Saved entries
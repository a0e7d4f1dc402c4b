//! Switch response envelope and card-data sanitizer
//!
//! The envelope is built once per transaction result and must pass through
//! [`mask_sensitive_fields`] before it is logged, stored or returned. After
//! masking, no card-number field carries more than its last four characters.

use rust_decimal::Decimal;
use serde::{Deserialize, Serialize};
use std::borrow::Cow;

/// Number of trailing card-number characters allowed past the boundary
pub const VISIBLE_PAN_DIGITS: usize = 4;

/// Outcome reported by the switch
#[derive(Debug, Clone, Default, PartialEq, Serialize, Deserialize)]
#[cfg_attr(feature = "openapi", derive(utoipa::ToSchema))]
#[serde(rename_all = "camelCase")]
pub struct SwitchOutcome {
    #[serde(default, skip_serializing_if = "String::is_empty")]
    pub response_message: String,
    #[serde(default, skip_serializing_if = "String::is_empty")]
    pub response_status: String,
    /// Zero means approved. Mandatory on the wire.
    pub response_code: i32,
    #[serde(default, skip_serializing_if = "String::is_empty")]
    pub reference_number: String,
    #[serde(default, skip_serializing_if = "String::is_empty")]
    pub approval_code: String,
    #[serde(default, skip_serializing_if = "Option::is_none")]
    pub voucher_number: Option<i64>,
    #[serde(default, skip_serializing_if = "String::is_empty")]
    pub mini_statement_records: String,
    #[serde(rename = "DisputeRRN", default, skip_serializing_if = "String::is_empty")]
    pub dispute_rrn: String,
    #[serde(default, skip_serializing_if = "String::is_empty")]
    pub additional_data: String,
    #[serde(default, skip_serializing_if = "String::is_empty")]
    pub tran_date_time: String,
    #[serde(
        default,
        skip_serializing_if = "Option::is_none",
        with = "rust_decimal::serde::float_option"
    )]
    #[cfg_attr(feature = "openapi", schema(value_type = Option<f64>))]
    pub tran_fee: Option<Decimal>,
    #[serde(
        default,
        skip_serializing_if = "Option::is_none",
        with = "rust_decimal::serde::float_option"
    )]
    #[cfg_attr(feature = "openapi", schema(value_type = Option<f64>))]
    pub additional_amount: Option<Decimal>,
}

/// Switch response plus echoed context and payment identifiers
#[derive(Debug, Clone, Default, PartialEq, Serialize, Deserialize)]
#[cfg_attr(feature = "openapi", derive(utoipa::ToSchema))]
#[serde(rename_all = "camelCase")]
pub struct ResponseEnvelope {
    #[serde(flatten)]
    pub outcome: SwitchOutcome,

    #[serde(default, skip_serializing_if = "String::is_empty")]
    pub terminal_id: String,
    #[serde(default, skip_serializing_if = "Option::is_none")]
    pub system_trace_audit_number: Option<i64>,
    #[serde(default, skip_serializing_if = "String::is_empty")]
    pub client_id: String,

    #[serde(rename = "PAN", default, skip_serializing_if = "String::is_empty")]
    pub pan: String,
    #[serde(default, skip_serializing_if = "String::is_empty")]
    pub service_id: String,
    #[serde(
        default,
        skip_serializing_if = "Option::is_none",
        with = "rust_decimal::serde::float_option"
    )]
    #[cfg_attr(feature = "openapi", schema(value_type = Option<f64>))]
    pub tran_amount: Option<Decimal>,
    #[serde(default, skip_serializing_if = "String::is_empty")]
    pub phone_number: String,
    #[serde(default, skip_serializing_if = "String::is_empty")]
    pub from_account: String,
    #[serde(default, skip_serializing_if = "String::is_empty")]
    pub to_account: String,
    #[serde(default, skip_serializing_if = "String::is_empty")]
    pub from_card: String,
    #[serde(default, skip_serializing_if = "String::is_empty")]
    pub to_card: String,
    #[serde(default, skip_serializing_if = "String::is_empty")]
    pub otp: String,
    #[serde(default, skip_serializing_if = "String::is_empty")]
    pub otp_id: String,
    #[serde(default, skip_serializing_if = "String::is_empty")]
    pub tran_currency_code: String,
    #[serde(default, skip_serializing_if = "String::is_empty")]
    pub working_key: String,
}

impl ResponseEnvelope {
    /// Whether the switch approved the transaction
    pub fn is_approved(&self) -> bool {
        self.outcome.response_code == 0
    }

    /// Reduce every card-number field to its trailing digits, in place
    pub fn mask_sensitive_fields(&mut self) {
        for field in [&mut self.pan, &mut self.to_card, &mut self.from_card] {
            mask_in_place(field);
        }
    }
}

fn mask_in_place(value: &mut String) {
    let masked = match mask_pan(value) {
        Cow::Owned(masked) => masked,
        Cow::Borrowed(_) => return,
    };
    *value = masked;
}

/// Consume an envelope and return its sanitized form
pub fn mask_sensitive_fields(mut envelope: ResponseEnvelope) -> ResponseEnvelope {
    envelope.mask_sensitive_fields();
    envelope
}

/// Keep only the last [`VISIBLE_PAN_DIGITS`] characters of a card number.
///
/// Empty values and values of four characters or fewer are returned as-is.
pub fn mask_pan(value: &str) -> Cow<'_, str> {
    let len = value.chars().count();
    if len <= VISIBLE_PAN_DIGITS {
        return Cow::Borrowed(value);
    }
    let start = value
        .char_indices()
        .nth(len - VISIBLE_PAN_DIGITS)
        .map(|(idx, _)| idx)
        .unwrap_or(0);
    Cow::Owned(value[start..].to_string())
}

#[cfg(test)]
mod tests {
    use super::*;
    use rust_decimal_macros::dec;

    fn envelope(pan: &str, to_card: &str, from_card: &str) -> ResponseEnvelope {
        ResponseEnvelope {
            pan: pan.to_string(),
            to_card: to_card.to_string(),
            from_card: from_card.to_string(),
            ..Default::default()
        }
    }

    #[test]
    fn test_mask_full_pan() {
        let masked = mask_sensitive_fields(envelope("5061234567890123", "", ""));
        assert_eq!(masked.pan, "0123");
    }

    #[test]
    fn test_mask_empty_untouched() {
        let masked = mask_sensitive_fields(envelope("", "", ""));
        assert_eq!(masked.pan, "");
        assert_eq!(masked.to_card, "");
        assert_eq!(masked.from_card, "");
    }

    #[test]
    fn test_mask_short_value_unchanged() {
        let masked = mask_sensitive_fields(envelope("12", "123", "1234"));
        assert_eq!(masked.pan, "12");
        assert_eq!(masked.to_card, "123");
        assert_eq!(masked.from_card, "1234");
    }

    #[test]
    fn test_mask_all_card_fields() {
        let masked = mask_sensitive_fields(envelope(
            "5061234567890123",
            "6280111122223333",
            "9222000011119876",
        ));
        assert_eq!(masked.pan, "0123");
        assert_eq!(masked.to_card, "3333");
        assert_eq!(masked.from_card, "9876");
    }

    #[test]
    fn test_mask_idempotent() {
        let once = mask_sensitive_fields(envelope("5061234567890123", "12", ""));
        let twice = mask_sensitive_fields(once.clone());
        assert_eq!(once, twice);
    }

    #[test]
    fn test_mask_multibyte_does_not_fault() {
        assert_eq!(mask_pan("٥٠٦١٢٣٤٥"), "٢٣٤٥");
        assert_eq!(mask_pan("ab٤"), "ab٤");
    }

    #[test]
    fn test_mask_leaves_other_fields() {
        let mut env = envelope("5061234567890123", "", "");
        env.phone_number = "0912345678".to_string();
        env.to_account = "1234567890123".to_string();
        env.mask_sensitive_fields();
        assert_eq!(env.phone_number, "0912345678");
        assert_eq!(env.to_account, "1234567890123");
    }

    #[test]
    fn test_envelope_wire_format() {
        let json = serde_json::json!({
            "responseMessage": "Approved",
            "responseStatus": "Successful",
            "responseCode": 0,
            "referenceNumber": "094018",
            "DisputeRRN": "000000094018",
            "tranFee": 1.5,
            "terminalId": "18000377",
            "systemTraceAuditNumber": 42,
            "PAN": "5061234567890123",
            "tranAmount": 100.25,
            "toCard": "6280111122223333"
        });
        let env: ResponseEnvelope = serde_json::from_value(json).unwrap();
        assert!(env.is_approved());
        assert_eq!(env.outcome.dispute_rrn, "000000094018");
        assert_eq!(env.outcome.tran_fee, Some(dec!(1.5)));
        assert_eq!(env.tran_amount, Some(dec!(100.25)));
        assert_eq!(env.system_trace_audit_number, Some(42));

        let out = serde_json::to_value(mask_sensitive_fields(env)).unwrap();
        assert_eq!(out["PAN"], "0123");
        assert_eq!(out["toCard"], "3333");
        assert_eq!(out["responseCode"], 0);
        assert!(out.get("fromCard").is_none());
    }

    #[test]
    fn test_rejected_envelope() {
        let env: ResponseEnvelope =
            serde_json::from_value(serde_json::json!({"responseCode": 51})).unwrap();
        assert!(!env.is_approved());
    }

    #[test]
    fn test_envelope_without_response_code_is_rejected() {
        for body in [
            serde_json::json!({}),
            serde_json::json!({"error": "database down"}),
            serde_json::json!({"responseMessage": "Approved", "PAN": "5061234567890123"}),
        ] {
            assert!(serde_json::from_value::<ResponseEnvelope>(body).is_err());
        }
    }
}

Your assignment:
Only the lines above starting with the one with "assert_eq!(env.outcome.tran_fee, Some(dec!(1.5)));" and going through the one with "assert!(!env.is_approved());" are to be copied, word for word and with both ends kept.

Answer:
        assert_eq!(env.outcome.tran_fee, Some(dec!(1.5)));
        assert_eq!(env.tran_amount, Some(dec!(100.25)));
        assert_eq!(env.system_trace_audit_number, Some(42));

        let out = serde_json::to_value(mask_sensitive_fields(env)).unwrap();
        assert_eq!(out["PAN"], "0123");
        assert_eq!(out["toCard"], "3333");
        assert_eq!(out["responseCode"], 0);
        assert!(out.get("fromCard").is_none());
    }

    #[test]
    fn test_rejected_envelope() {
        let env: ResponseEnvelope =
            serde_json::from_value(serde_json::json!({"responseCode": 51})).unwrap();
        assert!(!env.is_approved());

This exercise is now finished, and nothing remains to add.